Kekeç, dün Yeni Şafak'ta çıkan "Soy sopla kafayı bozmak!" başlıklı yazısında, bizim yazdıklarımızla da büyük ölçüde paralellik gösteren şu ifadeleri serdediyor:
"...Sözü, Soner Yalçın'ın, bir başka merak unsuru olan ve bir önceki kitabına ait satış rekorunu egale edecek yeni kitabı 'Efendi-2'ye getirmek istiyorum.
"'Bu kitap nedir?' derseniz, bir tek cümleyle şunu söyleyebilirim: 'Soy sopla kafayı bozmuş bir araştırmacı-yazarın sabuklamaları.'
"Kitabı, tıpkı bir önceki 'Efendi' gibi bir solukta okudum. Bir sürü bilgi sunmuş bize Soner Yalçın; bir sürü olay, bir sürü neseb kaydı, ancak 'pornografik' merak unsuru olabilecek bir sürü ayrıntı.

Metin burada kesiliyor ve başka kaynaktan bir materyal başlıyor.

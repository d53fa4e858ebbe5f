#![allow(dead_code)]

use async_trait::async_trait;
use membership_pay::application::{PaymentVerifier, PurchaseInitiator};
use membership_pay::config::PaymentSettings;
use membership_pay::domain::gateway::{PurchaseStart, Verification};
use membership_pay::domain::invoice::Invoice;
use membership_pay::domain::membership::{MembershipId, MembershipRequest, UserId};
use membership_pay::domain::money::Amount;
use membership_pay::domain::ports::{
    MembershipStore, PaymentGateway, UnitOfWork, UnitOfWorkFactory, UnitOfWorkFactoryRef,
};
use membership_pay::domain::transaction::TransactionId;
use membership_pay::error::{PaymentError, Result};
use membership_pay::infrastructure::in_memory::InMemoryStore;
use membership_pay::infrastructure::simulated_gateway::SimulatedGateway;
use rust_decimal::Decimal;
use std::sync::atomic::{AtomicUsize, Ordering};
use std::sync::{Arc, OnceLock};
use tokio::sync::Mutex;
use uuid::Uuid;

pub const ACTOR: UserId = UserId(7);

/// Wraps the simulated gateway and counts calls, optionally failing `verify`.
#[derive(Clone, Default)]
pub struct CountingGateway {
    pub inner: SimulatedGateway,
    pub begins: Arc<AtomicUsize>,
    pub verifies: Arc<AtomicUsize>,
    pub broken_verify: bool,
}

impl CountingGateway {
    pub fn begins(&self) -> usize {
        self.begins.load(Ordering::SeqCst)
    }

    pub fn verifies(&self) -> usize {
        self.verifies.load(Ordering::SeqCst)
    }
}

#[async_trait]
impl PaymentGateway for CountingGateway {
    async fn begin_purchase(
        &self,
        invoice: &Invoice,
        callback_url: &str,
        description: &str,
    ) -> Result<PurchaseStart> {
        self.begins.fetch_add(1, Ordering::SeqCst);
        self.inner
            .begin_purchase(invoice, callback_url, description)
            .await
    }

    async fn verify(&self, amount: Amount, gateway_transaction_id: &str) -> Result<Verification> {
        self.verifies.fetch_add(1, Ordering::SeqCst);
        if self.broken_verify {
            return Err(PaymentError::Gateway("connection reset".to_string()));
        }
        self.inner.verify(amount, gateway_transaction_id).await
    }
}

/// Delivers a settling callback for the first gateway purchase while another
/// gateway call for the same transaction is still in flight.
///
/// With `during_purchase` the callback runs inside the second `begin_purchase`.
/// Otherwise it runs inside the first `verify`, which then answers with the
/// stale outcome it read before the payer finished.
#[derive(Clone, Default)]
pub struct InterleavingGateway {
    pub inner: SimulatedGateway,
    pub verifier: Arc<OnceLock<Arc<PaymentVerifier>>>,
    pub during_purchase: bool,
    pub issued: Arc<Mutex<Vec<(String, String)>>>,
    pub verifies: Arc<AtomicUsize>,
}

impl InterleavingGateway {
    /// Gateway ids in the order they were issued.
    pub async fn issued(&self) -> Vec<String> {
        let issued = self.issued.lock().await;
        issued.iter().map(|(id, _)| id.clone()).collect()
    }

    async fn settle_first(&self) -> Result<()> {
        let first = self.issued.lock().await.first().cloned();
        let Some((gateway_transaction_id, callback_url)) = first else {
            return Ok(());
        };
        self.inner.pay(&gateway_transaction_id).await?;
        let verifier = self
            .verifier
            .get()
            .ok_or_else(|| PaymentError::Gateway("verifier not wired".to_string()))?;
        verifier
            .verify_by_id(callback_transaction(&callback_url))
            .await?;
        Ok(())
    }
}

#[async_trait]
impl PaymentGateway for InterleavingGateway {
    async fn begin_purchase(
        &self,
        invoice: &Invoice,
        callback_url: &str,
        description: &str,
    ) -> Result<PurchaseStart> {
        let started = self
            .inner
            .begin_purchase(invoice, callback_url, description)
            .await?;
        let count = {
            let mut issued = self.issued.lock().await;
            issued.push((started.gateway_transaction_id.clone(), callback_url.to_string()));
            issued.len()
        };
        if self.during_purchase && count == 2 {
            self.settle_first().await?;
        }
        Ok(started)
    }

    async fn verify(&self, amount: Amount, gateway_transaction_id: &str) -> Result<Verification> {
        let seen = self.verifies.fetch_add(1, Ordering::SeqCst);
        if self.during_purchase || seen > 0 {
            return self.inner.verify(amount, gateway_transaction_id).await;
        }
        let stale = self.inner.verify(amount, gateway_transaction_id).await?;
        self.settle_first().await?;
        Ok(stale)
    }
}

fn callback_transaction(callback_url: &str) -> TransactionId {
    let id = callback_url.rsplit('/').next().unwrap();
    TransactionId(Uuid::parse_str(id).unwrap())
}

/// Wires both services to `gateway`, including its own handle on the verifier.
pub fn interleaving(
    gateway: InterleavingGateway,
) -> (InMemoryStore, PurchaseInitiator, Arc<PaymentVerifier>) {
    let store = InMemoryStore::new();
    let gateway_ref = Arc::new(gateway.clone());
    let verifier = Arc::new(PaymentVerifier::new(
        Arc::new(store.clone()),
        Arc::new(store.clone()),
        gateway_ref.clone(),
    ));
    let _ = gateway.verifier.set(verifier.clone());
    let initiator = PurchaseInitiator::new(
        Arc::new(store.clone()),
        Arc::new(store.clone()),
        gateway_ref,
        PaymentSettings::default(),
    );
    (store, initiator, verifier)
}

/// A unit of work whose commit always fails, simulating a crash at commit time.
pub struct FailingCommitUnits {
    pub inner: InMemoryStore,
}

struct FailingCommitUnit {
    inner: Box<dyn UnitOfWork>,
}

#[async_trait]
impl UnitOfWork for FailingCommitUnit {
    async fn membership(&mut self, id: MembershipId) -> Result<Option<MembershipRequest>> {
        self.inner.membership(id).await
    }

    fn stage_transaction(&mut self, tx: membership_pay::domain::transaction::Transaction) {
        self.inner.stage_transaction(tx);
    }

    fn stage_membership(&mut self, membership: MembershipRequest) {
        self.inner.stage_membership(membership);
    }

    async fn commit(self: Box<Self>) -> Result<()> {
        self.inner.rollback().await?;
        Err(PaymentError::Storage("disk full".to_string()))
    }

    async fn rollback(self: Box<Self>) -> Result<()> {
        self.inner.rollback().await
    }
}

#[async_trait]
impl UnitOfWorkFactory for FailingCommitUnits {
    async fn begin(&self) -> Result<Box<dyn UnitOfWork>> {
        Ok(Box::new(FailingCommitUnit {
            inner: self.inner.begin().await?,
        }))
    }
}

/// The two workflow services wired to one in-memory store.
pub struct Harness {
    pub store: InMemoryStore,
    pub gateway: CountingGateway,
    pub initiator: PurchaseInitiator,
    pub verifier: PaymentVerifier,
}

impl Harness {
    pub fn new() -> Self {
        Self::with_gateway(CountingGateway::default())
    }

    pub fn with_gateway(gateway: CountingGateway) -> Self {
        let store = InMemoryStore::new();
        let units: UnitOfWorkFactoryRef = Arc::new(store.clone());
        Self::build(store, gateway, units)
    }

    pub fn with_failing_commit() -> Self {
        let store = InMemoryStore::new();
        let units: UnitOfWorkFactoryRef = Arc::new(FailingCommitUnits {
            inner: store.clone(),
        });
        Self::build(store, CountingGateway::default(), units)
    }

    fn build(store: InMemoryStore, gateway: CountingGateway, units: UnitOfWorkFactoryRef) -> Self {
        let gateway_ref = Arc::new(gateway.clone());
        Self {
            initiator: PurchaseInitiator::new(
                Arc::new(store.clone()),
                Arc::new(store.clone()),
                gateway_ref.clone(),
                PaymentSettings::default(),
            ),
            verifier: PaymentVerifier::new(Arc::new(store.clone()), units, gateway_ref),
            store,
            gateway,
        }
    }

    /// Seeds an approved membership request with the given price.
    pub async fn payable_membership(&self, id: u64, price: Decimal) -> MembershipRequest {
        let mut membership =
            MembershipRequest::new(MembershipId(id), ACTOR, Amount::new(price).unwrap());
        membership.approve().unwrap();
        MembershipStore::store(&self.store, membership.clone())
            .await
            .unwrap();
        membership
    }
}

"İyi de, bütün bunlardan bize ne?
"Kimin hangi kökene ait olduğu, (varsa) Sabetaycı komplonun nerelere kadar uzandığı, hangi televizyon ünlüsünün esasında hangi tarikat büyüğünün 'sülbünden' geldiği, hangi politikacının kimlere selâm verdiği, selâm verilenin esasında hangi 'soy'dan dönüştürülmüş kişilerle akraba olduğu, kimlerin kimlerle evlendiği, kimlerle ticaret yaptığı, kimlerle aynı uçağa bindiği, kimlerle aynı mekânlarda boy gösterdiği, zahirde bir din aidiyetine yerleştirdiğimiz kişilerin aslında hangi farklı aidiyetten geldiği bilgisi bizi ne ilgilendiriyor!
"Bundan Soner Yalçın'a ne! Bize ne! Türk halkına ne!
"İnsanları, artık soy sop bilgilerine göre mi değerlendireceğiz?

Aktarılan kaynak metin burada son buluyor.